The aim of the paper is to evaluate the impact of value-webs as an innovation in agricultural production on welfare of cassava smallholders in Nigeria. The estimation procedure involved the alternative process of multivalued treatment models when treatment units have multiple values. The study thus extends previous impact studies which focused on estimating causal effects from binary treatment units. The treatment units were determined from the extent of utilization of cassava which informed the classification of households into value-web groups. Value-web is defined here as a measure of joint linkages of product chains within the cassava system. The determinants of the choice of utilization were also estimated. Results show that value-web groups include non-cassava based households; low-level, middle-level and high-level value web groups at 32.4%, 34.1%, 24.4% and 9.1%, respectively. Resource allocation to cassava, farming experience, and access to improved cassava varieties increased probability of higher value-web activities. The ATE estimated from the model shows significant increases of up to N11, 560.14 (USD 37.9) and N11, 296.57(USD 37.04) in monthly farm income if non-cassava based and low-level web households became high-level web households. Keywords: Cassava, Value-webs, Causal effect, Smallholders, Multivalued treatment JEL: C31; D13; O31, Q12 Acknowledgement : The authors wish to acknowledge the BiomassWeb Project funded by the German Federal Ministry for Education and Research (BMBF) and the Deutsche Gesellschaft f r Internationale Zusammenarbeit (GIZ) GmbH. The Research Fellowship offered by the International Institute of Tropical Agriculture, Ibadan, Nigeria to the first author is gratefully acknowledged.

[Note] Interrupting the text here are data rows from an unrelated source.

use crate::domain::error::LedgerError;
use crate::domain::gateways::LockStore;
use async_trait::async_trait;
use chrono::Utc;
use redis::aio::MultiplexedConnection;
use redis::Script;
use std::time::Duration;
use uuid::Uuid;

/// Borra el lock solo si el valor actual es el token del caller. Evita que
/// un dueño lento libere un lock que ya expiró y fue re-adquirido por otro.
const COMPARE_AND_DELETE: &str = r#"
if redis.call('get', KEYS[1]) == ARGV[1] then
    return redis.call('del', KEYS[1])
else
    return 0
end
"#;

/// Refresca la expiración solo si el valor actual es el token del caller.
const COMPARE_AND_EXPIRE: &str = r#"
if redis.call('get', KEYS[1]) == ARGV[1] then
    return redis.call('pexpire', KEYS[1], ARGV[2])
else
    return 0
end
"#;

/// Lock manager distribuido sobre Redis.
///
/// `SET NX PX` con token fresco por adquisición; release y extend van por
/// scripts Lua para que el chequeo de token sea atómico.
#[derive(Clone)]
pub struct RedisLockStore {
    conn: MultiplexedConnection,
}

impl RedisLockStore {
    pub fn new(conn: MultiplexedConnection) -> Self {
        Self { conn }
    }

    fn lock_key(name: &str) -> String {
        format!("lock:{}", name)
    }

    /// Token único por adquisición: timestamp + sufijo aleatorio.
    fn fresh_token() -> String {
        format!("{}-{}", Utc::now().timestamp_millis(), Uuid::new_v4())
    }
}

#[async_trait]
impl LockStore for RedisLockStore {
    async fn acquire(&self, name: &str, ttl: Duration) -> Result<Option<String>, LedgerError> {
        let mut conn = self.conn.clone();
        let token = Self::fresh_token();

        let reply: Option<String> = redis::cmd("SET")
            .arg(Self::lock_key(name))
            .arg(&token)
            .arg("NX")
            .arg("PX")
            .arg(ttl.as_millis() as u64)
            .query_async(&mut conn)
            .await
            .map_err(|e| LedgerError::LockStoreError(e.to_string()))?;

        Ok(reply.map(|_| token))
    }

    async fn release(&self, name: &str, token: &str) -> Result<(), LedgerError> {
        let mut conn = self.conn.clone();
        let script = Script::new(COMPARE_AND_DELETE);

        // 0 (token ajeno o lock expirado) también es un release correcto.
        let _deleted: i64 = script
            .key(Self::lock_key(name))
            .arg(token)
            .invoke_async(&mut conn)
            .await
            .map_err(|e| LedgerError::LockStoreError(e.to_string()))?;

        Ok(())
    }

    async fn extend(&self, name: &str, token: &str, ttl: Duration) -> Result<bool, LedgerError> {
        let mut conn = self.conn.clone();
        let script = Script::new(COMPARE_AND_EXPIRE);

        let extended: i64 = script
            .key(Self::lock_key(name))
            .arg(token)
            .arg(ttl.as_millis() as u64)
            .invoke_async(&mut conn)
            .await
            .map_err(|e| LedgerError::LockStoreError(e.to_string()))?;

        Ok(extended == 1)
    }
}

The research is supported by CGIAR Program on Humidtropics and, the Roots, Tubers and Bananas (RTB).

Suggested Citation

  • Adeyemo, T. & Okoruwa, V. & Akinyosoye, V., 2018. "Estimating causal effects of cassava based value-webs on smallholders welfare: a multivalued treatment approach," 2018 Conference, July 28-August 2, 2018, Vancouver, British Columbia 277052, International Association of Agricultural Economists.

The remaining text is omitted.